-------- Supplied information --------

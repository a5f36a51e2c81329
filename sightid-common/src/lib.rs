//! # sightid common library
//!
//! Shared code for the sighting identification workspace:
//! - Error taxonomy shared by every crate
//! - Configuration loading and root folder resolution
//! - SQLite database bootstrap (pool, pragmas, catalog schema)

pub mod config;
pub mod db;
pub mod error;

pub use error::{Error, Result};
//! Submission request and outcome types
//!
//! The outcome maps onto an HTTP-style response (status code plus JSON
//! body) through axum's [`IntoResponse`]; no routes are defined here.

use axum::{
    http::StatusCode,
    response::{IntoResponse, Response},
    Json,
};
use serde_json::json;

/// `detail` code of a response for a submission without any position
pub const MISSING_COORDINATES_DETAIL: u16 = 101;

/// `detail` code of a conflict response
pub const CONFLICT_DETAIL: u16 = 102;

/// One sighting as submitted
#[derive(Debug, Clone)]
pub struct SightingSubmission {
    pub photo_body: Vec<u8>,
    pub photo_head: Vec<u8>,
    /// Observation date, `YYYY-MM-DD`
    pub date: String,
    /// Fallback position, used when no photo carries EXIF GPS tags
    pub latitude: Option<f64>,
    pub longitude: Option<f64>,
    pub name_hint: Option<String>,
}

/// Committed result of a submission
#[derive(Debug, Clone, PartialEq)]
pub enum SubmissionOutcome {
    /// A new individual was created for this sighting
    Created {
        individual_id: i64,
        sighting_id: i64,
    },
    /// The sighting matched a known individual and was linked to it
    Conflict {
        individual_id: i64,
        matched_name: String,
        sighting_id: i64,
        score: f64,
    },
}

impl SubmissionOutcome {
    pub fn individual_id(&self) -> i64 {
        match self {
            SubmissionOutcome::Created { individual_id, .. }
            | SubmissionOutcome::Conflict { individual_id, .. } => *individual_id,
        }
    }

    pub fn sighting_id(&self) -> i64 {
        match self {
            SubmissionOutcome::Created { sighting_id, .. }
            | SubmissionOutcome::Conflict { sighting_id, .. } => *sighting_id,
        }
    }

    pub fn status(&self) -> StatusCode {
        match self {
            SubmissionOutcome::Created { .. } => StatusCode::OK,
            SubmissionOutcome::Conflict { .. } => StatusCode::CONFLICT,
        }
    }

    /// Response body
    pub fn body(&self) -> serde_json::Value {
        match self {
            SubmissionOutcome::Created {
                individual_id,
                sighting_id,
            } => json!({
                "status": 200,
                "individual_id": individual_id,
                "sighting_id": sighting_id,
            }),
            SubmissionOutcome::Conflict { matched_name, .. } => json!({
                "detail": CONFLICT_DETAIL,
                "error": matched_name,
            }),
        }
    }
}

impl IntoResponse for SubmissionOutcome {
    fn into_response(self) -> Response {
        (self.status(), Json(self.body())).into_response()
    }
}
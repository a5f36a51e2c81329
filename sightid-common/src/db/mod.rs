//! Database bootstrap

pub mod init;

pub use init::{create_schema, init_database};
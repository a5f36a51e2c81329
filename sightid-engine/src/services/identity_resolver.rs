//! Identity resolution
//!
//! Scores a query descriptor against every candidate the reference index
//! offers and decides between "new individual" and "matches individual X".

use crate::index::ReferenceIndex;
use crate::vision::{Descriptor, DescriptorPipeline, Score, VisionError};
use tracing::debug;

/// Winning catalog candidate
#[derive(Debug, Clone, Copy, PartialEq)]
pub struct MatchedCandidate {
    pub individual_id: i64,
    pub score: Score,
}

/// Identity decision for one submission
#[derive(Debug, Clone, Copy, PartialEq)]
pub enum IdentityVerdict {
    /// No candidate crossed the threshold
    NewIdentity,
    /// Best qualifying candidate
    MatchedIdentity(MatchedCandidate),
}

/// Applies the pipeline's scorer and threshold to index candidates
pub struct IdentityResolver {
    pipeline: DescriptorPipeline,
}

impl IdentityResolver {
    pub fn new(pipeline: DescriptorPipeline) -> Self {
        Self { pipeline }
    }

    pub fn pipeline(&self) -> &DescriptorPipeline {
        &self.pipeline
    }

    /// Resolve `query` against `index`
    ///
    /// Best means lowest distance or highest match count; equal scores go to
    /// the lowest individual id regardless of candidate order.
    pub fn resolve(
        &self,
        query: &Descriptor,
        index: &dyn ReferenceIndex,
    ) -> Result<IdentityVerdict, VisionError> {
        let threshold = self.pipeline.threshold();
        let mut best: Option<MatchedCandidate> = None;
        let mut scored = 0usize;

        for entry in index.candidates(query) {
            let score = self.pipeline.score(query, &entry.descriptor)?;
            scored += 1;

            if !threshold.accepts(&score) {
                continue;
            }

            let replace = match &best {
                None => true,
                Some(current) => {
                    score.is_better_than(&current.score)
                        || (!current.score.is_better_than(&score)
                            && entry.individual_id < current.individual_id)
                }
            };

            if replace {
                best = Some(MatchedCandidate {
                    individual_id: entry.individual_id,
                    score,
                });
            }
        }

        debug!(
            candidates = scored,
            matched = ?best.map(|b| b.individual_id),
            "Identity resolved"
        );

        Ok(match best {
            Some(candidate) => IdentityVerdict::MatchedIdentity(candidate),
            None => IdentityVerdict::NewIdentity,
        })
    }
}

--------

Problem details ▸
The data above should be copied exactly, with no line omitted.

Reply ▸
repository a5f36a51e2c81329
filename sightid-common/src/lib.rs
//! # sightid common library
//!
//! Shared code for the sighting identification workspace:
//! - Error taxonomy shared by every crate
//! - Configuration loading and root folder resolution
//! - SQLite database bootstrap (pool, pragmas, catalog schema)

pub mod config;
pub mod db;
pub mod error;

pub use error::{Error, Result};
//! Submission request and outcome types
//!
//! The outcome maps onto an HTTP-style response (status code plus JSON
//! body) through axum's [`IntoResponse`]; no routes are defined here.

use axum::{
    http::StatusCode,
    response::{IntoResponse, Response},
    Json,
};
use serde_json::json;

/// `detail` code of a response for a submission without any position
pub const MISSING_COORDINATES_DETAIL: u16 = 101;

/// `detail` code of a conflict response
pub const CONFLICT_DETAIL: u16 = 102;

/// One sighting as submitted
#[derive(Debug, Clone)]
pub struct SightingSubmission {
    pub photo_body: Vec<u8>,
    pub photo_head: Vec<u8>,
    /// Observation date, `YYYY-MM-DD`
    pub date: String,
    /// Fallback position, used when no photo carries EXIF GPS tags
    pub latitude: Option<f64>,
    pub longitude: Option<f64>,
    pub name_hint: Option<String>,
}

/// Committed result of a submission
#[derive(Debug, Clone, PartialEq)]
pub enum SubmissionOutcome {
    /// A new individual was created for this sighting
    Created {
        individual_id: i64,
        sighting_id: i64,
    },
    /// The sighting matched a known individual and was linked to it
    Conflict {
        individual_id: i64,
        matched_name: String,
        sighting_id: i64,
        score: f64,
    },
}

impl SubmissionOutcome {
    pub fn individual_id(&self) -> i64 {
        match self {
            SubmissionOutcome::Created { individual_id, .. }
            | SubmissionOutcome::Conflict { individual_id, .. } => *individual_id,
        }
    }

    pub fn sighting_id(&self) -> i64 {
        match self {
            SubmissionOutcome::Created { sighting_id, .. }
            | SubmissionOutcome::Conflict { sighting_id, .. } => *sighting_id,
        }
    }

    pub fn status(&self) -> StatusCode {
        match self {
            SubmissionOutcome::Created { .. } => StatusCode::OK,
            SubmissionOutcome::Conflict { .. } => StatusCode::CONFLICT,
        }
    }

    /// Response body
    pub fn body(&self) -> serde_json::Value {
        match self {
            SubmissionOutcome::Created {
                individual_id,
                sighting_id,
            } => json!({
                "status": 200,
                "individual_id": individual_id,
                "sighting_id": sighting_id,
            }),
            SubmissionOutcome::Conflict { matched_name, .. } => json!({
                "detail": CONFLICT_DETAIL,
                "error": matched_name,
            }),
        }
    }
}

impl IntoResponse for SubmissionOutcome {
    fn into_response(self) -> Response {
        (self.status(), Json(self.body())).into_response()
    }
}
repository a5f36a51e2c81329
filename sightid-common/src/db/mod.rs
//! Database bootstrap

pub mod init;

pub use init::{create_schema, init_database};
repository a5f36a51e2c81329
filename sightid-engine/src/services/identity_resolver.rs
//! Identity resolution
//!
//! Scores a query descriptor against every candidate the reference index
//! offers and decides between "new individual" and "matches individual X".

use crate::index::ReferenceIndex;
use crate::vision::{Descriptor, DescriptorPipeline, Score, VisionError};
use tracing::debug;

/// Winning catalog candidate
#[derive(Debug, Clone, Copy, PartialEq)]
pub struct MatchedCandidate {
    pub individual_id: i64,
    pub score: Score,
}

/// Identity decision for one submission
#[derive(Debug, Clone, Copy, PartialEq)]
pub enum IdentityVerdict {
    /// No candidate crossed the threshold
    NewIdentity,
    /// Best qualifying candidate
    MatchedIdentity(MatchedCandidate),
}

/// Applies the pipeline's scorer and threshold to index candidates
pub struct IdentityResolver {
    pipeline: DescriptorPipeline,
}

impl IdentityResolver {
    pub fn new(pipeline: DescriptorPipeline) -> Self {
        Self { pipeline }
    }

    pub fn pipeline(&self) -> &DescriptorPipeline {
        &self.pipeline
    }

    /// Resolve `query` against `index`
    ///
    /// Best means lowest distance or highest match count; equal scores go to
    /// the lowest individual id regardless of candidate order.
    pub fn resolve(
        &self,
        query: &Descriptor,
        index: &dyn ReferenceIndex,
    ) -> Result<IdentityVerdict, VisionError> {
        let threshold = self.pipeline.threshold();
        let mut best: Option<MatchedCandidate> = None;
        let mut scored = 0usize;

        for entry in index.candidates(query) {
            let score = self.pipeline.score(query, &entry.descriptor)?;
            scored += 1;

            if !threshold.accepts(&score) {
                continue;
            }

            let replace = match &best {
                None => true,
                Some(current) => {
                    score.is_better_than(&current.score)
                        || (!current.score.is_better_than(&score)
                            && entry.individual_id < current.individual_id)
                }
            };

            if replace {
                best = Some(MatchedCandidate {
                    individual_id: entry.individual_id,
                    score,
                });
            }
        }

        debug!(
            candidates = scored,
            matched = ?best.map(|b| b.individual_id),
            "Identity resolved"
        );

        Ok(match best {
            Some(candidate) => IdentityVerdict::MatchedIdentity(candidate),
            None => IdentityVerdict::NewIdentity,
        })
    }
}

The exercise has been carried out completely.